What you should do – Your answer must be the full set of records, repeated exactly.

Saved data entries:

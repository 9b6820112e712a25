//! Room entity: an invite-only group with a single admin (its creator).

use sea_orm::entity::prelude::*;
use serde::{Deserialize, Serialize};

#[derive(Clone, Debug, PartialEq, Eq, DeriveEntityModel, Serialize, Deserialize)]
#[sea_orm(table_name = "room")]
pub struct Model {
    #[sea_orm(primary_key, auto_increment = false)]
    pub id: String,

    pub name: String,

    #[sea_orm(column_type = "Text", nullable)]
    pub description: Option<String>,

    /// Room admin. Only this user may create, start and close room polls.
    #[sea_orm(indexed)]
    pub created_by: String,

    pub created_at: DateTimeWithTimeZone,
}

impl Model {
    /// Check whether the given user administers this room.
    #[must_use]
    pub fn is_admin(&self, user_id: &str) -> bool {
        self.created_by == user_id
    }
}

#[derive(Copy, Clone, Debug, EnumIter, DeriveRelation)]
pub enum Relation {
    #[sea_orm(
        belongs_to = "super::user::Entity",
        from = "Column::CreatedBy",
        to = "super::user::Column::Id",
        on_delete = "Cascade"
    )]
    Creator,
    #[sea_orm(has_many = "super::room_member::Entity")]
    Members,
    #[sea_orm(has_many = "super::poll::Entity")]
    Polls,
}

impl Related<super::user::Entity> for Entity {
    fn to() -> RelationDef {
        Relation::Creator.def()
    }
}

impl Related<super::room_member::Entity> for Entity {
    fn to() -> RelationDef {
        Relation::Members.def()
    }
}

impl Related<super::poll::Entity> for Entity {
    fn to() -> RelationDef {
        Relation::Polls.def()
    }
}

impl ActiveModelBehavior for ActiveModel {}
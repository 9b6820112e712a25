//! API middleware.

use std::sync::Arc;

use axum::{body::Body, extract::State, http::Request, middleware::Next, response::Response};
use pollhub_common::config::PollsConfig;
use pollhub_core::{
    BroadcastCoordinator, LifecycleService, PollService, UserService, VoteService,
};
use pollhub_db::repositories::{
    PollRepository, RoomPollRepository, RoomRepository, UserRepository, VoteRepository,
};
use sea_orm::DatabaseConnection;
use tracing::debug;

/// Application state.
#[derive(Clone)]
pub struct AppState {
    pub user_service: UserService,
    pub poll_service: PollService,
    pub vote_service: VoteService,
    pub lifecycle_service: LifecycleService,
    pub broadcaster: Arc<BroadcastCoordinator>,
}

impl AppState {
    /// Wire repositories and services over one connection pool.
    #[must_use]
    pub fn new(db: Arc<DatabaseConnection>, polls: &PollsConfig) -> Self {
        let user_repo = UserRepository::new(Arc::clone(&db));
        let poll_repo = PollRepository::new(Arc::clone(&db));
        let room_repo = RoomRepository::new(Arc::clone(&db));
        let room_poll_repo = RoomPollRepository::new(Arc::clone(&db));
        let vote_repo = VoteRepository::new(Arc::clone(&db));

        let broadcaster = Arc::new(BroadcastCoordinator::new(polls.viewer_buffer));

        let lifecycle_service = LifecycleService::new(
            room_repo.clone(),
            room_poll_repo.clone(),
            broadcaster.clone(),
        );
        let vote_service = VoteService::new(
            db,
            poll_repo.clone(),
            room_repo.clone(),
            room_poll_repo.clone(),
            vote_repo.clone(),
            lifecycle_service.clone(),
            broadcaster.clone(),
            polls.vote_timeout(),
        );
        let poll_service = PollService::new(
            poll_repo,
            room_repo,
            room_poll_repo,
            vote_repo,
            user_repo.clone(),
            lifecycle_service.clone(),
            polls.max_duration_minutes,
        );

        Self {
            user_service: UserService::new(user_repo),
            poll_service,
            vote_service,
            lifecycle_service,
            broadcaster,
        }
    }
}

/// Authentication middleware.
///
/// Resolves `Authorization: Bearer <token>` to an
/// [`Identity`](pollhub_core::Identity) request extension. Requests without
/// a valid token pass through unauthenticated.
pub async fn auth_middleware(
    State(state): State<AppState>,
    mut req: Request<Body>,
    next: Next,
) -> Response {
    if let Some(auth_header) = req.headers().get("Authorization")
        && let Ok(auth_str) = auth_header.to_str()
        && let Some(token) = auth_str.strip_prefix("Bearer ")
    {
        match state.user_service.identify(token).await {
            Ok(identity) => {
                req.extensions_mut().insert(identity);
            }
            Err(e) => debug!(error = %e, "Bearer token rejected"),
        }
    }

    next.run(req).await
}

Result of this task –
repository 9b6820112e712a25
//! Room entity: an invite-only group with a single admin (its creator).

use sea_orm::entity::prelude::*;
use serde::{Deserialize, Serialize};

#[derive(Clone, Debug, PartialEq, Eq, DeriveEntityModel, Serialize, Deserialize)]
#[sea_orm(table_name = "room")]
pub struct Model {
    #[sea_orm(primary_key, auto_increment = false)]
    pub id: String,

    pub name: String,

    #[sea_orm(column_type = "Text", nullable)]
    pub description: Option<String>,

    /// Room admin. Only this user may create, start and close room polls.
    #[sea_orm(indexed)]
    pub created_by: String,

    pub created_at: DateTimeWithTimeZone,
}

impl Model {
    /// Check whether the given user administers this room.
    #[must_use]
    pub fn is_admin(&self, user_id: &str) -> bool {
        self.created_by == user_id
    }
}

#[derive(Copy, Clone, Debug, EnumIter, DeriveRelation)]
pub enum Relation {
    #[sea_orm(
        belongs_to = "super::user::Entity",
        from = "Column::CreatedBy",
        to = "super::user::Column::Id",
        on_delete = "Cascade"
    )]
    Creator,
    #[sea_orm(has_many = "super::room_member::Entity")]
    Members,
    #[sea_orm(has_many = "super::poll::Entity")]
    Polls,
}

impl Related<super::user::Entity> for Entity {
    fn to() -> RelationDef {
        Relation::Creator.def()
    }
}

impl Related<super::room_member::Entity> for Entity {
    fn to() -> RelationDef {
        Relation::Members.def()
    }
}

impl Related<super::poll::Entity> for Entity {
    fn to() -> RelationDef {
        Relation::Polls.def()
    }
}

impl ActiveModelBehavior for ActiveModel {}
repository 9b6820112e712a25
//! API middleware.

use std::sync::Arc;

use axum::{body::Body, extract::State, http::Request, middleware::Next, response::Response};
use pollhub_common::config::PollsConfig;
use pollhub_core::{
    BroadcastCoordinator, LifecycleService, PollService, UserService, VoteService,
};
use pollhub_db::repositories::{
    PollRepository, RoomPollRepository, RoomRepository, UserRepository, VoteRepository,
};
use sea_orm::DatabaseConnection;
use tracing::debug;

/// Application state.
#[derive(Clone)]
pub struct AppState {
    pub user_service: UserService,
    pub poll_service: PollService,
    pub vote_service: VoteService,
    pub lifecycle_service: LifecycleService,
    pub broadcaster: Arc<BroadcastCoordinator>,
}

impl AppState {
    /// Wire repositories and services over one connection pool.
    #[must_use]
    pub fn new(db: Arc<DatabaseConnection>, polls: &PollsConfig) -> Self {
        let user_repo = UserRepository::new(Arc::clone(&db));
        let poll_repo = PollRepository::new(Arc::clone(&db));
        let room_repo = RoomRepository::new(Arc::clone(&db));
        let room_poll_repo = RoomPollRepository::new(Arc::clone(&db));
        let vote_repo = VoteRepository::new(Arc::clone(&db));

        let broadcaster = Arc::new(BroadcastCoordinator::new(polls.viewer_buffer));

        let lifecycle_service = LifecycleService::new(
            room_repo.clone(),
            room_poll_repo.clone(),
            broadcaster.clone(),
        );
        let vote_service = VoteService::new(
            db,
            poll_repo.clone(),
            room_repo.clone(),
            room_poll_repo.clone(),
            vote_repo.clone(),
            lifecycle_service.clone(),
            broadcaster.clone(),
            polls.vote_timeout(),
        );
        let poll_service = PollService::new(
            poll_repo,
            room_repo,
            room_poll_repo,
            vote_repo,
            user_repo.clone(),
            lifecycle_service.clone(),
            polls.max_duration_minutes,
        );

        Self {
            user_service: UserService::new(user_repo),
            poll_service,
            vote_service,
            lifecycle_service,
            broadcaster,
        }
    }
}

/// Authentication middleware.
///
/// Resolves `Authorization: Bearer <token>` to an
/// [`Identity`](pollhub_core::Identity) request extension. Requests without
/// a valid token pass through unauthenticated.
pub async fn auth_middleware(
    State(state): State<AppState>,
    mut req: Request<Body>,
    next: Next,
) -> Response {
    if let Some(auth_header) = req.headers().get("Authorization")
        && let Ok(auth_str) = auth_header.to_str()
        && let Some(token) = auth_str.strip_prefix("Bearer ")
    {
        match state.user_service.identify(token).await {
            Ok(identity) => {
                req.extensions_mut().insert(identity);
            }
            Err(e) => debug!(error = %e, "Bearer token rejected"),
        }
    }

    next.run(req).await
}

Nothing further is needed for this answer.